Stored items:

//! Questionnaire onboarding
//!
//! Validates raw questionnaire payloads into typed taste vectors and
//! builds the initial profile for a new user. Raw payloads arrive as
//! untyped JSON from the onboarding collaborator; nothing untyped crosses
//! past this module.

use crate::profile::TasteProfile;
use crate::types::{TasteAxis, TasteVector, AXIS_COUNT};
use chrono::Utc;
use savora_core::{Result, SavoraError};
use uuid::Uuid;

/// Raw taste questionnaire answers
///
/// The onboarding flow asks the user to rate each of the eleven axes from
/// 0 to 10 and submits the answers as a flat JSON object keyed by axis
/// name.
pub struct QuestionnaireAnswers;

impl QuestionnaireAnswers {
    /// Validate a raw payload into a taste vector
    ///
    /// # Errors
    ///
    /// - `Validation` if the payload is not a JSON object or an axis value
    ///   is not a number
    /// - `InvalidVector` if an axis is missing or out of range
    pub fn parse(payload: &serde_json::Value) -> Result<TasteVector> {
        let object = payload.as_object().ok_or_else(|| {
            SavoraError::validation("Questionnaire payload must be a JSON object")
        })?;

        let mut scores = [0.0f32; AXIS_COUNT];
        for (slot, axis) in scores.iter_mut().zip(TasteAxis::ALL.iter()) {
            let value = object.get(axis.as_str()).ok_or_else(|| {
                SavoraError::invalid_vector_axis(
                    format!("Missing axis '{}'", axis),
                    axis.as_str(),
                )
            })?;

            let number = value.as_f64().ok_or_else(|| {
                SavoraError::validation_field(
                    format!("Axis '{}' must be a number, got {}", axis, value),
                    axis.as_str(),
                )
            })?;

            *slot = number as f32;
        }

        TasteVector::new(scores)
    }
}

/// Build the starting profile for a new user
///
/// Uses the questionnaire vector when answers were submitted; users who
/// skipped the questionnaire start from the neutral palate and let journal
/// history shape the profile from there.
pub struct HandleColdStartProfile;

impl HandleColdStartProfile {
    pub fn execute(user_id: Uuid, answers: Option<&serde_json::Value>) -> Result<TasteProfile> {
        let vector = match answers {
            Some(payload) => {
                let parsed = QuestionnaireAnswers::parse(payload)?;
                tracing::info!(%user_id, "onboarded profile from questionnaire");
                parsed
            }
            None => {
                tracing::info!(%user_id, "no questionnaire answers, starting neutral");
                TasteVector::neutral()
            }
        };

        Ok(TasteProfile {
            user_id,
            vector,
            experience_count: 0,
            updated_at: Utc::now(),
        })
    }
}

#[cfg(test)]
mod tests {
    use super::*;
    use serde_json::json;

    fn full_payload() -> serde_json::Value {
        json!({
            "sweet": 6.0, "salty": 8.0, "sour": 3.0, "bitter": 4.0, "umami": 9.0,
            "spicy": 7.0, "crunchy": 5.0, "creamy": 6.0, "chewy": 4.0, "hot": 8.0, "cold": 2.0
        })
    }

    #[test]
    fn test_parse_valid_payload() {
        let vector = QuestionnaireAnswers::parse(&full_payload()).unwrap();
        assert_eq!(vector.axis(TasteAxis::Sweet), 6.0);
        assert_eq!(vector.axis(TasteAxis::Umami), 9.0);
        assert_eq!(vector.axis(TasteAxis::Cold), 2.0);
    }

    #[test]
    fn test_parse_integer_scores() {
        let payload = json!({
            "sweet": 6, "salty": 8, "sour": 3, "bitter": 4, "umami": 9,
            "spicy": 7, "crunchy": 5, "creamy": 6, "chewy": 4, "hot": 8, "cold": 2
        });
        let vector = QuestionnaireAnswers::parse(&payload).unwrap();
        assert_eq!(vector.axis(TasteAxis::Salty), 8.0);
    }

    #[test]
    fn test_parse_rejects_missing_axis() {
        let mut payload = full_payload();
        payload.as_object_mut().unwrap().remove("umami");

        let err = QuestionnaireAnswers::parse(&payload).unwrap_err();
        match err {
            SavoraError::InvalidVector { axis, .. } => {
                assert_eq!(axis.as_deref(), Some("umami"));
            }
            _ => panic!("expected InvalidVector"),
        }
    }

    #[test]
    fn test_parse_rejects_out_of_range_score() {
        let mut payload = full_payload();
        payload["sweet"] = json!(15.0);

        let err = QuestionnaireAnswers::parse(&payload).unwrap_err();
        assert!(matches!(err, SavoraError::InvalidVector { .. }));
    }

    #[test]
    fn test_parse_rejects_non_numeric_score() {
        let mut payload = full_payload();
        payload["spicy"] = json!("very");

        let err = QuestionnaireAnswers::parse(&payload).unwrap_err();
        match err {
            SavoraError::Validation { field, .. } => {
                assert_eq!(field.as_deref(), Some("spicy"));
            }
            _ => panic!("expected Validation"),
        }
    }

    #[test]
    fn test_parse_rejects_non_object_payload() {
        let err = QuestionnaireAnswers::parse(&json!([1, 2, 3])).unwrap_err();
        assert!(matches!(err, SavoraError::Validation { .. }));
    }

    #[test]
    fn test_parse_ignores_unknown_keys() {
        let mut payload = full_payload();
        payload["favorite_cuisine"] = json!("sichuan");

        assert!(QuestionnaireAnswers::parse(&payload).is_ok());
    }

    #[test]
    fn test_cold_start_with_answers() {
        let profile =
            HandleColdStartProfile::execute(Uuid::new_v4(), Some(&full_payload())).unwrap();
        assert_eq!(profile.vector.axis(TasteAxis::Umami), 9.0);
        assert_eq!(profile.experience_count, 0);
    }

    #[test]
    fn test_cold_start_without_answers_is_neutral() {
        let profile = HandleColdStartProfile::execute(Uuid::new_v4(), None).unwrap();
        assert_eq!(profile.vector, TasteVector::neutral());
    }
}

§ Task description
Could the entries above be output once more, exactly as they are?

§ Solved exercise
//! Questionnaire onboarding
//!
//! Validates raw questionnaire payloads into typed taste vectors and
//! builds the initial profile for a new user. Raw payloads arrive as
//! untyped JSON from the onboarding collaborator; nothing untyped crosses
//! past this module.

use crate::profile::TasteProfile;
use crate::types::{TasteAxis, TasteVector, AXIS_COUNT};
use chrono::Utc;
use savora_core::{Result, SavoraError};
use uuid::Uuid;

/// Raw taste questionnaire answers
///
/// The onboarding flow asks the user to rate each of the eleven axes from
/// 0 to 10 and submits the answers as a flat JSON object keyed by axis
/// name.
pub struct QuestionnaireAnswers;

impl QuestionnaireAnswers {
    /// Validate a raw payload into a taste vector
    ///
    /// # Errors
    ///
    /// - `Validation` if the payload is not a JSON object or an axis value
    ///   is not a number
    /// - `InvalidVector` if an axis is missing or out of range
    pub fn parse(payload: &serde_json::Value) -> Result<TasteVector> {
        let object = payload.as_object().ok_or_else(|| {
            SavoraError::validation("Questionnaire payload must be a JSON object")
        })?;

        let mut scores = [0.0f32; AXIS_COUNT];
        for (slot, axis) in scores.iter_mut().zip(TasteAxis::ALL.iter()) {
            let value = object.get(axis.as_str()).ok_or_else(|| {
                SavoraError::invalid_vector_axis(
                    format!("Missing axis '{}'", axis),
                    axis.as_str(),
                )
            })?;

            let number = value.as_f64().ok_or_else(|| {
                SavoraError::validation_field(
                    format!("Axis '{}' must be a number, got {}", axis, value),
                    axis.as_str(),
                )
            })?;

            *slot = number as f32;
        }

        TasteVector::new(scores)
    }
}

/// Build the starting profile for a new user
///
/// Uses the questionnaire vector when answers were submitted; users who
/// skipped the questionnaire start from the neutral palate and let journal
/// history shape the profile from there.
pub struct HandleColdStartProfile;

impl HandleColdStartProfile {
    pub fn execute(user_id: Uuid, answers: Option<&serde_json::Value>) -> Result<TasteProfile> {
        let vector = match answers {
            Some(payload) => {
                let parsed = QuestionnaireAnswers::parse(payload)?;
                tracing::info!(%user_id, "onboarded profile from questionnaire");
                parsed
            }
            None => {
                tracing::info!(%user_id, "no questionnaire answers, starting neutral");
                TasteVector::neutral()
            }
        };

        Ok(TasteProfile {
            user_id,
            vector,
            experience_count: 0,
            updated_at: Utc::now(),
        })
    }
}

#[cfg(test)]
mod tests {
    use super::*;
    use serde_json::json;

    fn full_payload() -> serde_json::Value {
        json!({
            "sweet": 6.0, "salty": 8.0, "sour": 3.0, "bitter": 4.0, "umami": 9.0,
            "spicy": 7.0, "crunchy": 5.0, "creamy": 6.0, "chewy": 4.0, "hot": 8.0, "cold": 2.0
        })
    }

    #[test]
    fn test_parse_valid_payload() {
        let vector = QuestionnaireAnswers::parse(&full_payload()).unwrap();
        assert_eq!(vector.axis(TasteAxis::Sweet), 6.0);
        assert_eq!(vector.axis(TasteAxis::Umami), 9.0);
        assert_eq!(vector.axis(TasteAxis::Cold), 2.0);
    }

    #[test]
    fn test_parse_integer_scores() {
        let payload = json!({
            "sweet": 6, "salty": 8, "sour": 3, "bitter": 4, "umami": 9,
            "spicy": 7, "crunchy": 5, "creamy": 6, "chewy": 4, "hot": 8, "cold": 2
        });
        let vector = QuestionnaireAnswers::parse(&payload).unwrap();
        assert_eq!(vector.axis(TasteAxis::Salty), 8.0);
    }

    #[test]
    fn test_parse_rejects_missing_axis() {
        let mut payload = full_payload();
        payload.as_object_mut().unwrap().remove("umami");

        let err = QuestionnaireAnswers::parse(&payload).unwrap_err();
        match err {
            SavoraError::InvalidVector { axis, .. } => {
                assert_eq!(axis.as_deref(), Some("umami"));
            }
            _ => panic!("expected InvalidVector"),
        }
    }

    #[test]
    fn test_parse_rejects_out_of_range_score() {
        let mut payload = full_payload();
        payload["sweet"] = json!(15.0);

        let err = QuestionnaireAnswers::parse(&payload).unwrap_err();
        assert!(matches!(err, SavoraError::InvalidVector { .. }));
    }

    #[test]
    fn test_parse_rejects_non_numeric_score() {
        let mut payload = full_payload();
        payload["spicy"] = json!("very");

        let err = QuestionnaireAnswers::parse(&payload).unwrap_err();
        match err {
            SavoraError::Validation { field, .. } => {
                assert_eq!(field.as_deref(), Some("spicy"));
            }
            _ => panic!("expected Validation"),
        }
    }

    #[test]
    fn test_parse_rejects_non_object_payload() {
        let err = QuestionnaireAnswers::parse(&json!([1, 2, 3])).unwrap_err();
        assert!(matches!(err, SavoraError::Validation { .. }));
    }

    #[test]
    fn test_parse_ignores_unknown_keys() {
        let mut payload = full_payload();
        payload["favorite_cuisine"] = json!("sichuan");

        assert!(QuestionnaireAnswers::parse(&payload).is_ok());
    }

    #[test]
    fn test_cold_start_with_answers() {
        let profile =
            HandleColdStartProfile::execute(Uuid::new_v4(), Some(&full_payload())).unwrap();
        assert_eq!(profile.vector.axis(TasteAxis::Umami), 9.0);
        assert_eq!(profile.experience_count, 0);
    }

    #[test]
    fn test_cold_start_without_answers_is_neutral() {
        let profile = HandleColdStartProfile::execute(Uuid::new_v4(), None).unwrap();
        assert_eq!(profile.vector, TasteVector::neutral());
    }
}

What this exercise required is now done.